The 1912 Series—Giants–Red Sox—came on with such excitement that it eclipsed the hoopla that had made the 1911 Series seem the ultimate. Scalpers were getting $125 for box seats. Three hundred reporters from as far away as San Francisco came to cover the games. The line to obtain cheap seats at the Polo Grounds was longer than ever. Intrepid journalists even uncovered a female encamped midst the male throng. She was dubbed “the mysterious woman in blue” before she was finally revealed just to be one Jennie Smith of Willoughby Avenue, Brooklyn. A large new electric scoreboard was set up in Times Square itself, and it attracted so many fans during the games that traffic had to be diverted. It was the same sort of mess at Herald Square.

Down from Boston for the first game came a band of loyal Beantown fans known as the Royal Rooters. They had been led, dating back to the nineteenth century, even before there was an American League, by a saloon-keeper named Nuf Ced McGreevey—his moniker derived from his habit of certifying a
statement with the words “enough said” and then a well-placed spit into the cuspidor. Dressed in red, complete with a large band that played a theme song named “Tessie” and boasting a hundred thousand dollars in betting money, the Royal Rooters descended on Manhattan, where they paraded the enemy turf by torchlight.

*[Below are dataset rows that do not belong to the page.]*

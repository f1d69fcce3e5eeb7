//! Streaks module
//!
//! Provides day-granularity activity streak state and tracking, with an
//! optional freeze mechanic for bridging a missed day.

pub mod tracker;
pub mod types;

// Re-export commonly used types
pub use tracker::{StreakError, StreakTracker};
pub use types::{StreakOutcome, StreakState};
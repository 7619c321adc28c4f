mod common;

use common::{init_logging, load_for, ready_state, sources};
use promptcast_core::{
    update, AppState, Effect, LoadId, Msg, Notice, PanelRowStatus, PanelStatus,
};

fn persisted(effects: &[Effect]) -> bool {
    effects
        .iter()
        .any(|effect| matches!(effect, Effect::PersistSources { .. }))
}

#[test]
fn adding_a_source_loads_and_persists_it() {
    init_logging();
    let (state, _) = ready_state(&["https://chatgpt.com/"]);

    let (state, effects) = update(
        state,
        Msg::SourceAdded {
            url: "https://grok.com/".into(),
        },
    );

    assert!(persisted(&effects));
    assert!(effects.iter().any(|effect| matches!(
        effect,
        Effect::LoadPanel { source, .. } if source.hostname() == "grok.com"
    )));
    let view = state.view();
    assert_eq!(view.sources.len(), 2);
    assert_eq!(view.sources[1].status, PanelRowStatus::Loading);
    assert_eq!(state.sources()[1].order, 1);
}

#[test]
fn invalid_source_is_rejected_without_side_effects() {
    init_logging();
    let (state, _) = ready_state(&["https://chatgpt.com/"]);

    let (state, effects) = update(
        state,
        Msg::SourceAdded {
            url: "javascript:alert(1)".into(),
        },
    );

    assert!(effects.is_empty());
    assert_eq!(state.sources().len(), 1);
    assert!(matches!(state.notice(), Some(Notice::InvalidSource { .. })));
}

#[test]
fn deleting_a_source_releases_its_panel() {
    init_logging();
    let (state, ids) = ready_state(&["https://chatgpt.com/", "https://claude.ai/"]);

    let (state, effects) = update(
        state,
        Msg::SourceDeleted {
            source_id: ids[0].clone(),
        },
    );

    assert!(effects.contains(&Effect::DropPanel {
        source_id: ids[0].clone()
    }));
    assert!(persisted(&effects));
    assert_eq!(state.sources().len(), 1);
    assert_eq!(state.sources()[0].order, 0);
    assert_eq!(state.panel_status(&ids[0]), None);
}

#[test]
fn editing_keeps_identity_and_reloads_the_panel() {
    init_logging();
    let (state, ids) = ready_state(&["https://chatgpt.com/"]);

    let (state, effects) = update(
        state,
        Msg::SourceEdited {
            source_id: ids[0].clone(),
            url: "https://claude.ai/new".into(),
        },
    );

    assert_eq!(state.sources()[0].id, ids[0]);
    assert_eq!(state.view().sources[0].hostname, "claude.ai");
    assert_eq!(
        effects.first(),
        Some(&Effect::DropPanel {
            source_id: ids[0].clone()
        })
    );
    assert!(effects.iter().any(|effect| matches!(
        effect,
        Effect::LoadPanel { source, .. } if source.id == ids[0]
    )));
    assert!(persisted(&effects));
}

#[test]
fn moving_a_source_renumbers_orders() {
    init_logging();
    let (state, ids) = ready_state(&[
        "https://chatgpt.com/",
        "https://claude.ai/",
        "https://grok.com/",
    ]);

    let (state, effects) = update(
        state,
        Msg::SourceMoved {
            source_id: ids[2].clone(),
            to_index: 0,
        },
    );

    let order: Vec<_> = state.sources().iter().map(|s| s.id.clone()).collect();
    assert_eq!(order, vec![ids[2].clone(), ids[0].clone(), ids[1].clone()]);
    assert!(state
        .sources()
        .iter()
        .enumerate()
        .all(|(index, source)| source.order == index as i64));
    assert_eq!(
        effects,
        vec![Effect::PersistSources {
            sources: state.sources().to_vec()
        }]
    );
}

#[test]
fn load_failure_evicts_and_refresh_retries() {
    init_logging();
    let list = sources(&["https://chatgpt.com/", "https://claude.ai/"]);
    let ids: Vec<_> = list.iter().map(|source| source.id.clone()).collect();
    let (state, loads) = update(AppState::new(), Msg::SourcesLoaded(list));
    let (state, _) = update(
        state,
        Msg::PanelLoaded {
            source_id: ids[0].clone(),
            load: load_for(&loads, &ids[0]),
        },
    );

    let (state, effects) = update(
        state,
        Msg::PanelLoadFailed {
            source_id: ids[1].clone(),
            load: load_for(&loads, &ids[1]),
            reason: "timeout".into(),
        },
    );
    assert!(effects.contains(&Effect::DropPanel {
        source_id: ids[1].clone()
    }));
    assert_eq!(
        state.view().sources[1].status,
        PanelRowStatus::Failed("timeout".into())
    );
    assert_eq!(
        state.notice(),
        Some(&Notice::PanelFailed {
            hostname: "claude.ai".into(),
            reason: "timeout".into()
        })
    );

    // Failed panels are not reloaded by unrelated config changes.
    let list = state.sources().to_vec();
    let (state, effects) = update(state, Msg::SourcesLoaded(list));
    assert!(effects.is_empty());

    let (state, effects) = update(
        state,
        Msg::RefreshPanel {
            source_id: ids[1].clone(),
        },
    );
    assert!(effects.iter().any(|effect| matches!(
        effect,
        Effect::LoadPanel { source, .. } if source.id == ids[1]
    )));
    assert_eq!(state.view().sources[1].status, PanelRowStatus::Loading);
}

#[test]
fn load_notifications_for_a_released_panel_are_ignored() {
    init_logging();
    let list = sources(&["https://chatgpt.com/"]);
    let id = list[0].id.clone();
    let (state, loads) = update(AppState::new(), Msg::SourcesLoaded(list));
    let first = load_for(&loads, &id);
    let (state, _) = update(
        state,
        Msg::SourceToggled {
            source_id: id.clone(),
            selected: false,
        },
    );

    let (state, effects) = update(
        state,
        Msg::PanelLoadFailed {
            source_id: id.clone(),
            load: first,
            reason: "late".into(),
        },
    );
    assert!(effects.is_empty());
    assert_eq!(state.view().sources[0].status, PanelRowStatus::Hidden);

    let (state, _) = update(
        state,
        Msg::PanelLoaded {
            source_id: id.clone(),
            load: first,
        },
    );
    assert_eq!(state.panel_status(&id), None);
}

#[test]
fn outcome_of_an_abandoned_load_does_not_touch_its_replacement() {
    init_logging();
    let list = sources(&["https://chatgpt.com/"]);
    let id = list[0].id.clone();
    let (state, loads) = update(AppState::new(), Msg::SourcesLoaded(list));
    let first = load_for(&loads, &id);
    let (state, _) = update(
        state,
        Msg::SourceToggled {
            source_id: id.clone(),
            selected: false,
        },
    );
    let (state, reloads) = update(
        state,
        Msg::SourceToggled {
            source_id: id.clone(),
            selected: true,
        },
    );
    let second = load_for(&reloads, &id);
    assert_ne!(first, second);

    let (state, effects) = update(
        state,
        Msg::PanelLoadFailed {
            source_id: id.clone(),
            load: first,
            reason: "old load".into(),
        },
    );
    assert!(effects.is_empty());
    assert_eq!(state.panel_status(&id), Some(PanelStatus::Loading));
    assert_eq!(state.view().sources[0].status, PanelRowStatus::Loading);

    let (state, _) = update(
        state,
        Msg::PanelLoaded {
            source_id: id.clone(),
            load: LoadId::new(9_999),
        },
    );
    assert_eq!(state.panel_status(&id), Some(PanelStatus::Loading));

    let (state, _) = update(
        state,
        Msg::PanelLoaded {
            source_id: id.clone(),
            load: second,
        },
    );
    assert_eq!(state.panel_status(&id), Some(PanelStatus::Loaded));
}

#[test]
fn composed_text_can_be_cleared() {
    init_logging();
    let (state, _) = ready_state(&[]);
    let (state, _) = update(state, Msg::ComposedEdited("draft".into()));
    let (mut state, _) = update(state, Msg::ComposedCleared);
    assert_eq!(state.composed(), "");
    assert!(state.consume_dirty());
    assert!(!state.consume_dirty());
}
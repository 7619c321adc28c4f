mod common;

use std::time::Duration;

use promptcast_core::PanelSource;
use promptcast_engine::{
    query_all, DocumentLoader, FailureKind, FetchSettings, HttpDocumentLoader, LoadError,
    SnapshotLoader,
};
use tempfile::TempDir;
use wiremock::matchers::{method, path};
use wiremock::{Mock, MockServer, ResponseTemplate};

fn source(url: &str) -> PanelSource {
    PanelSource::new(url, 0).expect("valid url")
}

#[tokio::test]
async fn http_loader_wraps_the_page_in_a_document() {
    common::init_logging();
    let server = MockServer::start().await;
    Mock::given(method("GET"))
        .and(path("/chat"))
        .respond_with(ResponseTemplate::new(200).set_body_raw(
            "<html><body><div class=prose>ready</div></body></html>",
            "text/html; charset=utf-8",
        ))
        .mount(&server)
        .await;
    let loader = HttpDocumentLoader::new(FetchSettings::default());

    let document = loader
        .load(&source(&format!("{}/chat", server.uri())))
        .await
        .expect("load ok");

    let found = query_all(document.as_ref(), "div.prose");
    assert_eq!(found.len(), 1);
    assert_eq!(found[0].text, "ready");
}

#[tokio::test]
async fn http_loader_fails_on_http_status() {
    common::init_logging();
    let server = MockServer::start().await;
    Mock::given(method("GET"))
        .and(path("/missing"))
        .respond_with(ResponseTemplate::new(404))
        .mount(&server)
        .await;
    let loader = HttpDocumentLoader::new(FetchSettings::default());

    let err = loader
        .load(&source(&format!("{}/missing", server.uri())))
        .await
        .err()
        .expect("load fails");

    assert!(matches!(err, LoadError::Fetch(fetch) if fetch.kind == FailureKind::HttpStatus(404)));
}

#[tokio::test]
async fn http_loader_rejects_non_html_pages() {
    common::init_logging();
    let server = MockServer::start().await;
    Mock::given(method("GET"))
        .and(path("/api"))
        .respond_with(ResponseTemplate::new(200).set_body_raw("{}", "application/json"))
        .mount(&server)
        .await;
    let loader = HttpDocumentLoader::new(FetchSettings::default());

    let err = loader
        .load(&source(&format!("{}/api", server.uri())))
        .await
        .err()
        .expect("load fails");

    assert!(matches!(
        err,
        LoadError::Fetch(fetch) if matches!(fetch.kind, FailureKind::UnsupportedContentType { .. })
    ));
}

#[tokio::test]
async fn http_loader_times_out_on_slow_response() {
    common::init_logging();
    let server = MockServer::start().await;
    Mock::given(method("GET"))
        .and(path("/slow"))
        .respond_with(
            ResponseTemplate::new(200)
                .set_delay(Duration::from_millis(250))
                .set_body_raw("<p>slow</p>", "text/html"),
        )
        .mount(&server)
        .await;
    let loader = HttpDocumentLoader::new(FetchSettings {
        request_timeout: Duration::from_millis(50),
        ..FetchSettings::default()
    });

    let err = loader
        .load(&source(&format!("{}/slow", server.uri())))
        .await
        .err()
        .expect("load fails");

    assert!(matches!(err, LoadError::Fetch(fetch) if fetch.kind == FailureKind::Timeout));
}

#[tokio::test]
async fn http_loader_rejects_oversized_pages() {
    common::init_logging();
    let server = MockServer::start().await;
    Mock::given(method("GET"))
        .and(path("/large"))
        .respond_with(
            ResponseTemplate::new(200)
                .insert_header("Content-Type", "text/html")
                .set_body_string("01234567890"),
        )
        .mount(&server)
        .await;
    let loader = HttpDocumentLoader::new(FetchSettings {
        max_bytes: 10,
        ..FetchSettings::default()
    });

    let err = loader
        .load(&source(&format!("{}/large", server.uri())))
        .await
        .err()
        .expect("load fails");

    assert!(matches!(
        err,
        LoadError::Fetch(fetch) if matches!(fetch.kind, FailureKind::TooLarge { max_bytes: 10, .. })
    ));
}

#[tokio::test]
async fn snapshot_loader_reads_the_page_for_the_hostname() {
    common::init_logging();
    let dir = TempDir::new().unwrap();
    std::fs::write(
        dir.path().join("claude.ai.html"),
        "<div class=\"font-claude-message\">saved reply</div>",
    )
    .unwrap();
    let loader = SnapshotLoader::new(dir.path());

    let document = loader.load(&source("https://claude.ai/new")).await.unwrap();

    assert_eq!(query_all(document.as_ref(), ".font-claude-message")[0].text, "saved reply");
}

#[tokio::test]
async fn snapshot_loader_reports_missing_pages() {
    common::init_logging();
    let dir = TempDir::new().unwrap();
    let loader = SnapshotLoader::new(dir.path());

    let err = loader
        .load(&source("https://grok.com/"))
        .await
        .err()
        .expect("load fails");

    assert!(matches!(err, LoadError::Snapshot { path, .. } if path.ends_with("grok.com.html")));
}

#[tokio::test]
async fn http_loader_follows_redirects_up_to_the_limit() {
    common::init_logging();
    let server = MockServer::start().await;
    Mock::given(method("GET"))
        .and(path("/old"))
        .respond_with(ResponseTemplate::new(302).insert_header("Location", "/new"))
        .mount(&server)
        .await;
    Mock::given(method("GET"))
        .and(path("/new"))
        .respond_with(ResponseTemplate::new(200).set_body_raw("<p class=prose>moved</p>", "text/html"))
        .mount(&server)
        .await;
    Mock::given(method("GET"))
        .and(path("/loop"))
        .respond_with(ResponseTemplate::new(302).insert_header("Location", "/loop"))
        .mount(&server)
        .await;
    let loader = HttpDocumentLoader::new(FetchSettings::default());

    let document = loader
        .load(&source(&format!("{}/old", server.uri())))
        .await
        .expect("redirect followed");
    let err = loader
        .load(&source(&format!("{}/loop", server.uri())))
        .await
        .err()
        .expect("loop rejected");

    assert_eq!(query_all(document.as_ref(), ".prose")[0].text, "moved");
    assert!(matches!(err, LoadError::Fetch(fetch) if fetch.kind == FailureKind::RedirectLimitExceeded));
}
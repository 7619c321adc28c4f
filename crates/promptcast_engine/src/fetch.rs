//! HTTP retrieval of panel pages.
use std::time::Duration;

use cast_logging::cast_debug;
use futures_util::StreamExt;
use reqwest::header::{ACCEPT, CONTENT_TYPE, LOCATION, USER_AGENT};
use reqwest::{redirect, Client, Response, Url};

use crate::{FailureKind, FetchError, FetchMetadata, FetchOutput};

#[derive(Debug, Clone)]
pub struct FetchSettings {
    pub connect_timeout: Duration,
    /// Per request, so each redirect hop gets the full budget.
    pub request_timeout: Duration,
    pub redirect_limit: usize,
    pub max_bytes: u64,
    /// MIME essences accepted as panel pages.
    pub page_types: Vec<String>,
    pub user_agent: String,
}

impl Default for FetchSettings {
    fn default() -> Self {
        Self {
            connect_timeout: Duration::from_secs(10),
            request_timeout: Duration::from_secs(30),
            redirect_limit: 5,
            max_bytes: 5 * 1024 * 1024,
            page_types: vec!["text/html".into(), "application/xhtml+xml".into()],
            user_agent: concat!("promptcast/", env!("CARGO_PKG_VERSION")).into(),
        }
    }
}

#[async_trait::async_trait]
pub trait Fetcher: Send + Sync {
    async fn fetch(&self, url: &str) -> Result<FetchOutput, FetchError>;
}

/// Fetches panel pages, following redirects itself so every hop is counted
/// and bounded.
#[derive(Debug, Clone)]
pub struct ReqwestFetcher {
    settings: FetchSettings,
}

impl ReqwestFetcher {
    pub fn new(settings: FetchSettings) -> Self {
        Self { settings }
    }

    fn client(&self) -> Result<Client, FetchError> {
        Client::builder()
            .connect_timeout(self.settings.connect_timeout)
            .timeout(self.settings.request_timeout)
            .redirect(redirect::Policy::none())
            .build()
            .map_err(|err| FetchError::new(FailureKind::Network, err.to_string()))
    }

    /// Sends the request and every redirect hop; returns the final response
    /// and the number of hops taken.
    async fn follow(&self, client: &Client, start: Url) -> Result<(Response, usize), FetchError> {
        let mut target = start;
        let mut hops = 0;
        loop {
            let response = client
                .get(target.clone())
                .header(USER_AGENT, &self.settings.user_agent)
                .header(ACCEPT, self.settings.page_types.join(","))
                .send()
                .await
                .map_err(map_reqwest_error)?;
            if !response.status().is_redirection() {
                return Ok((response, hops));
            }
            if hops == self.settings.redirect_limit {
                return Err(FetchError::new(
                    FailureKind::RedirectLimitExceeded,
                    format!("more than {} redirects", self.settings.redirect_limit),
                ));
            }
            let location = response
                .headers()
                .get(LOCATION)
                .and_then(|value| value.to_str().ok())
                .ok_or_else(|| FetchError::new(FailureKind::Network, "redirect without location"))?;
            target = target
                .join(location)
                .map_err(|err| FetchError::new(FailureKind::InvalidUrl, err.to_string()))?;
            hops += 1;
            cast_debug!("Redirect {} to {}", hops, target);
        }
    }

    fn accepts(&self, content_type: &str) -> bool {
        let essence = content_type.split(';').next().unwrap_or_default().trim();
        self.settings
            .page_types
            .iter()
            .any(|page_type| page_type.eq_ignore_ascii_case(essence))
    }

    fn over_limit(&self, actual: u64) -> FetchError {
        FetchError::new(
            FailureKind::TooLarge {
                max_bytes: self.settings.max_bytes,
                actual: Some(actual),
            },
            "page too large",
        )
    }
}

#[async_trait::async_trait]
impl Fetcher for ReqwestFetcher {
    async fn fetch(&self, url: &str) -> Result<FetchOutput, FetchError> {
        let start = Url::parse(url)
            .map_err(|err| FetchError::new(FailureKind::InvalidUrl, err.to_string()))?;
        let client = self.client()?;
        let (response, redirect_count) = self.follow(&client, start).await?;

        let status = response.status();
        if !status.is_success() {
            return Err(FetchError::new(
                FailureKind::HttpStatus(status.as_u16()),
                status.to_string(),
            ));
        }
        if let Some(declared) = response.content_length().filter(|len| *len > self.settings.max_bytes) {
            return Err(self.over_limit(declared));
        }
        let content_type = response
            .headers()
            .get(CONTENT_TYPE)
            .and_then(|value| value.to_str().ok())
            .map(str::to_string);
        if let Some(content_type) = content_type.as_deref().filter(|ct| !self.accepts(ct)) {
            return Err(FetchError::new(
                FailureKind::UnsupportedContentType {
                    content_type: content_type.to_string(),
                },
                "panel pages must be html",
            ));
        }

        let final_url = response.url().to_string();
        let mut bytes = Vec::new();
        let mut body = response.bytes_stream();
        while let Some(chunk) = body.next().await {
            let chunk = chunk.map_err(map_reqwest_error)?;
            let total = (bytes.len() + chunk.len()) as u64;
            if total > self.settings.max_bytes {
                return Err(self.over_limit(total));
            }
            bytes.extend_from_slice(&chunk);
        }

        Ok(FetchOutput {
            metadata: FetchMetadata {
                original_url: url.to_string(),
                final_url,
                redirect_count,
                content_type,
                byte_len: bytes.len() as u64,
            },
            bytes,
        })
    }
}

fn map_reqwest_error(err: reqwest::Error) -> FetchError {
    let kind = if err.is_timeout() {
        FailureKind::Timeout
    } else {
        FailureKind::Network
    };
    FetchError::new(kind, err.to_string())
}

The next afternoon before a packed house at the Polo Grounds, the Royal Rooters came on with a snake dance and a cakewalk as the famous Boston mayor John Fitzgerald—“Honey Fitz”— bellowed through a green megaphone. The
Herald
noted, archly, that the mayor “did nothing to attract attention outside of running about the field until they had to hold him in his seat.”

Once again McGraw designed new uniforms for the Series, eschewing last year's black and instead dressing his charges in sparkling white outfits with a distinct violet trim. Then, in a decision that displeased Mathewson, McGraw held him (and Marquard) out in order to allow a rookie spitballer, Jeff Tesreau, the chance to start before the home folks. The ploy didn't work; Tesreau couldn't hold a lead and the ecstatic Royal Rooters went home with a 4–3 victory for the Sox ace, “Smokey Joe” Wood.

At Fenway Park the next afternoon, Mathewson was not particularly sharp, and, in concert, the Giants' defense made five errors, costing six unearned runs; after eleven innings, in “the gathering darkness,” the game was called, a 6–6 tie. Marquard won the 2–1 makeup game the next afternoon, but when the Series returned to New York, Smoky Joe won 3–1. Back in Boston, Mathewson gave up only five hits and two earned runs, but lost 2–1. He didn't allow a base runner after the third inning, and in the sixth, Chief Meyers told McGraw: “I never saw him have more.” But to no avail. Ever since Home Run Baker had hit that four-furlong drive, it was as if Matty was snakebit in the Series.